Ante la retirada del joven, Jesús dice: “¡Qué difícil les va a ser a los ricos entrar en el reino de Dios!” Hoy en día esta afirmación no nos causa demasiados problemas, porque como no somos ricos -al menos según los criterios occidentales- pensamos que estas palabras no tienen que ver con nosotros. Seguimos teniendo metida en la cabeza la lucha de clases. Pobre igual a bueno, rico igual a malo. Pero Jesús no dice exactamente eso. Él dice: “¡Qué difícil les es entrar en el reino de Dios a los que ponen su confianza en el dinero!” Así se explica la reacción de los discípulos, que primero se extrañan y luego se espantan de las palabras de Jesús: “¡Entonces, ¿quién puede salvarse?” Porque todos, también nosotros hermanos, ponemos la confianza de nuestra vida, nuestra alegría y seguridad, en nuestros bienes. “Sólo Dios es bueno”, sólo Él es totalmente libre y vive sólo de Amor. Nosotros mezclamos a Dios y el dinero, ponemos una vela a Dios y otra... ¡Dios sabe a qué!

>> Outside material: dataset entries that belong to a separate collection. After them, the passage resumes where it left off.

use std::path::PathBuf;

use serde::{Deserialize, Serialize};

use crate::permission::Permission;

/// Construction-time configuration of one driver instance.
///
/// - `name`: the name callers use to address the driver.
/// - `path`: base directory every logical path is rooted at.
/// - `permissions`: access level, `readWrite` when omitted.
#[derive(Debug, Clone, Serialize, Deserialize)]
#[serde(rename_all = "camelCase")]
pub struct DriverConfig {
    pub name: String,
    pub path: PathBuf,
    #[serde(default)]
    pub permissions: Permission,
}

impl DriverConfig {
    pub fn new(name: impl Into<String>, path: impl Into<PathBuf>, permissions: Permission) -> Self {
        Self {
            name: name.into(),
            path: path.into(),
            permissions,
        }
    }
}
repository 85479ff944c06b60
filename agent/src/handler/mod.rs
pub mod dispatch;
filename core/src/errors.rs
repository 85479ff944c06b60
//! Unified error type for the fsrelay driver core.
//!
//! Every driver operation returns [`DriverError`]. Consumers map it to their
//! own transport errors (the agent maps it to a JSON-RPC error response, see
//! [`DriverError::rpc_code`]).

use thiserror::Error;

use crate::protocol::errors;

/// Errors surfaced by driver operations and the command dispatcher.
#[derive(Error, Debug)]
pub enum DriverError {
    /// A mutating operation was attempted on a read-only driver.
    #[error("Permission denied: {0}")]
    PermissionDenied(String),

    /// An argument had the wrong resource type, a malformed body, etc.
    #[error("Invalid argument: {0}")]
    InvalidArgument(String),

    /// A read or write was attempted on a file without a live handle.
    #[error("File not open: {0}")]
    FileNotOpen(String),

    /// `write` was called without any data.
    #[error("No data to write")]
    NoData,

    /// The file or directory does not exist.
    #[error("Not found: {0}")]
    NotFound(String),

    /// An HTTP transfer was cancelled by its progress listener.
    #[error("Transfer aborted")]
    TransferAborted,

    /// A request-level HTTP transport failure.
    #[error("HTTP error: {0}")]
    Http(String),

    /// The zip codec rejected an archive or failed to write one.
    #[error("Archive error: {0}")]
    Archive(String),

    /// The command envelope named a command the driver does not implement.
    #[error("Unknown command: {0}")]
    UnknownCommand(String),

    /// A low-level filesystem error, passed through with native detail.
    #[error("I/O error: {0}")]
    Io(#[from] std::io::Error),
}

impl DriverError {
    /// JSON-RPC error code for this error.
    pub fn rpc_code(&self) -> i64 {
        match self {
            Self::PermissionDenied(_) => errors::PERMISSION_DENIED,
            Self::InvalidArgument(_) => errors::INVALID_PARAMS,
            Self::FileNotOpen(_) => errors::FILE_NOT_OPEN,
            Self::NoData => errors::NO_DATA,
            Self::NotFound(_) => errors::FILE_NOT_FOUND,
            Self::TransferAborted => errors::TRANSFER_ABORTED,
            Self::Http(_) => errors::HTTP_ERROR,
            Self::UnknownCommand(_) => errors::METHOD_NOT_FOUND,
            Self::Io(e) => match e.kind() {
                std::io::ErrorKind::NotFound => errors::FILE_NOT_FOUND,
                std::io::ErrorKind::PermissionDenied => errors::PERMISSION_DENIED,
                _ => errors::FILE_OPERATION_FAILED,
            },
            Self::Archive(_) => errors::FILE_OPERATION_FAILED,
        }
    }

    pub(crate) fn invalid(message: impl Into<String>) -> Self {
        Self::InvalidArgument(message.into())
    }
}

impl From<zip::result::ZipError> for DriverError {
    fn from(e: zip::result::ZipError) -> Self {
        match e {
            zip::result::ZipError::Io(io) => Self::Io(io),
            other => Self::Archive(other.to_string()),
        }
    }
}

impl From<reqwest::Error> for DriverError {
    fn from(e: reqwest::Error) -> Self {
        Self::Http(e.to_string())
    }
}

impl From<walkdir::Error> for DriverError {
    fn from(e: walkdir::Error) -> Self {
        match e.into_io_error() {
            Some(io) => Self::Io(io),
            None => Self::Io(std::io::Error::other("filesystem loop detected")),
        }
    }
}

impl From<tokio::task::JoinError> for DriverError {
    fn from(e: tokio::task::JoinError) -> Self {
        Self::Io(std::io::Error::other(e.to_string()))
    }
}
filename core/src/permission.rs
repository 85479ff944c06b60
//! Per-driver access level and the mutation gate.

use serde::{Deserialize, Serialize};

use crate::errors::DriverError;

/// Access level fixed when a driver is constructed.
#[derive(Debug, Clone, Copy, PartialEq, Eq, Serialize, Deserialize, Default)]
#[serde(rename_all = "camelCase")]
pub enum Permission {
    Read,
    Write,
    #[default]
    ReadWrite,
}

impl Permission {
    pub fn as_str(&self) -> &'static str {
        match self {
            Self::Read => "read",
            Self::Write => "write",
            Self::ReadWrite => "readWrite",
        }
    }

    /// Fail with [`DriverError::PermissionDenied`] when `operation` would
    /// mutate state under a read-only level.
    ///
    /// Must be called before any I/O is attempted.
    pub fn check_mutation(&self, operation: &str) -> Result<(), DriverError> {
        match self {
            Self::Read => Err(DriverError::PermissionDenied(operation.to_string())),
            Self::Write | Self::ReadWrite => Ok(()),
        }
    }
}
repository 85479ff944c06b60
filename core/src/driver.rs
//! The resource driver: one instance per configured base path.
//!
//! Operations live in [`files`](crate::files), [`archive`](crate::archive)
//! and [`http`](crate::http) as `impl Driver` blocks; this module owns
//! construction, resource factories and descriptor resolution.

use std::path::Path;
use std::sync::atomic::{AtomicU64, Ordering};
use std::sync::Arc;

use tracing::debug;

use crate::config::DriverConfig;
use crate::errors::DriverError;
use crate::http::transport::{HttpTransport, ReqwestTransport};
use crate::permission::Permission;
use crate::registry::HandleRegistry;
use crate::resource::{Directory, File, FileId, Resource, ResourceDescriptor, Url};

pub struct Driver {
    config: DriverConfig,
    registry: HandleRegistry,
    next_id: AtomicU64,
    transport: Arc<dyn HttpTransport>,
}

impl Driver {
    /// Create a driver that performs HTTP through [`ReqwestTransport`].
    pub fn new(config: DriverConfig) -> Self {
        Self::with_transport(config, Arc::new(ReqwestTransport::new()))
    }

    /// Create a driver with an injected HTTP transport.
    pub fn with_transport(config: DriverConfig, transport: Arc<dyn HttpTransport>) -> Self {
        debug!(
            "Driver '{}' rooted at {} ({})",
            config.name,
            config.path.display(),
            config.permissions.as_str()
        );
        Self {
            config,
            registry: HandleRegistry::new(),
            next_id: AtomicU64::new(1),
            transport,
        }
    }

    pub fn name(&self) -> &str {
        &self.config.name
    }

    pub fn config(&self) -> &DriverConfig {
        &self.config
    }

    pub fn base_path(&self) -> &Path {
        &self.config.path
    }

    pub fn permissions(&self) -> Permission {
        self.config.permissions
    }

    pub fn registry(&self) -> &HandleRegistry {
        &self.registry
    }

    pub(crate) fn transport(&self) -> &dyn HttpTransport {
        self.transport.as_ref()
    }

    pub(crate) fn check_mutation(&self, operation: &str) -> Result<(), DriverError> {
        self.config.permissions.check_mutation(operation)
    }

    /// A new file reference with a freshly assigned id.
    pub fn file(&self, path: &str) -> Result<File, DriverError> {
        self.file_with_id(path, None)
    }

    /// A file reference with a caller-supplied id, or a fresh one when
    /// `id` is `None`.
    pub fn file_with_id(&self, path: &str, id: Option<FileId>) -> Result<File, DriverError> {
        let id = match id {
            Some(id) => {
                // Keep assigned ids clear of caller-supplied ones.
                self.next_id
                    .fetch_max(id.0.saturating_add(1), Ordering::Relaxed);
                id
            }
            None => self
                .next_id
                .fetch_update(Ordering::Relaxed, Ordering::Relaxed, |n| n.checked_add(1))
                .map(FileId)
                .map_err(|_| DriverError::invalid("No file ids left on this driver"))?,
        };
        File::new(id, path, self.base_path())
    }

    pub fn directory(&self, path: &str) -> Result<Directory, DriverError> {
        Directory::new(path, self.base_path())
    }

    pub fn url(&self, url: &str) -> Url {
        Url::new(url)
    }

    /// Turn a caller's descriptor into a resource.
    ///
    /// A file descriptor whose id is open yields the registered [`File`];
    /// any other descriptor yields a freshly constructed resource.
    pub async fn resolve_descriptor(
        &self,
        descriptor: ResourceDescriptor,
    ) -> Result<Resource, DriverError> {
        match descriptor {
            ResourceDescriptor::File { path, id, encoding } => {
                if let Some(id) = id {
                    if let Some(open) = self.registry.get(id).await {
                        return Ok(Resource::File(open.file().clone()));
                    }
                }
                let file = self.file_with_id(&path, id)?.with_encoding(encoding);
                Ok(Resource::File(file))
            }
            ResourceDescriptor::Directory { path } => {
                Ok(Resource::Directory(self.directory(&path)?))
            }
            ResourceDescriptor::Url { url } => Ok(Resource::Url(self.url(&url))),
        }
    }

    /// Close every open handle.
    pub async fn shutdown(&self) {
        self.registry.close_all().await;
    }
}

Como le pasó al joven rico, que se marchó triste renunciando a su deseo, también nosotros tenemos muchas veces miedo a perder algo si seguimos con mayor radicalidad a Cristo. Pero “Cristo no quita nada, sino que lo da todo”. Es la experiencia de los santos, de aquellos canonizados, como hoy lo ha sido en Roma el hermano Rafael, o de los “santos” que viven a nuestro lado, cuya alegría es Dios, su amor. El domingo pasado -día de San Francisco de Asís- acompañé por la tarde a una joven de nuestra parroquia, Sofía, en su entrada en el Monasterio de la Aguilera, de las clarisas de Lerma. La alegría de su rostro y el testimonio luminoso de las otras 138 clarisas de ese monasterio son signo incontestable de que Cristo lo da todo. Decía el hermano Rafael, desde hoy San Rafael Arnáiz: “Dios no nos exige más que sencillez por fuera y amor por dentro”. Lo repito: “Dios no nos exige más que sencillez por fuera y amor por dentro”. Quedaos con esta frase. Que nos acompañe en nuestra vida cotidiana. Seamos sencillos, pobres, y vivamos de amor, amor por dentro, sin alharacas, sin llamar la atención, sin intentar demostrar que somos buenos.

Esta es la sabiduría de la que hablaba la primera lectura: “La preferí a cetros y tronos... No le equiparé la piedra más preciosa, porque todo el oro, a su lado, es un poco de arena, y junto a ella la plata vale lo que el barro. La quise más que a la salud y la belleza, y me propuse tenerla por luz, porque su resplandor no tiene ocaso. Con ella me vinieron todos los bienes”. Hermanos, sigamos a Jesús y heredaremos la vida eterna. Amén".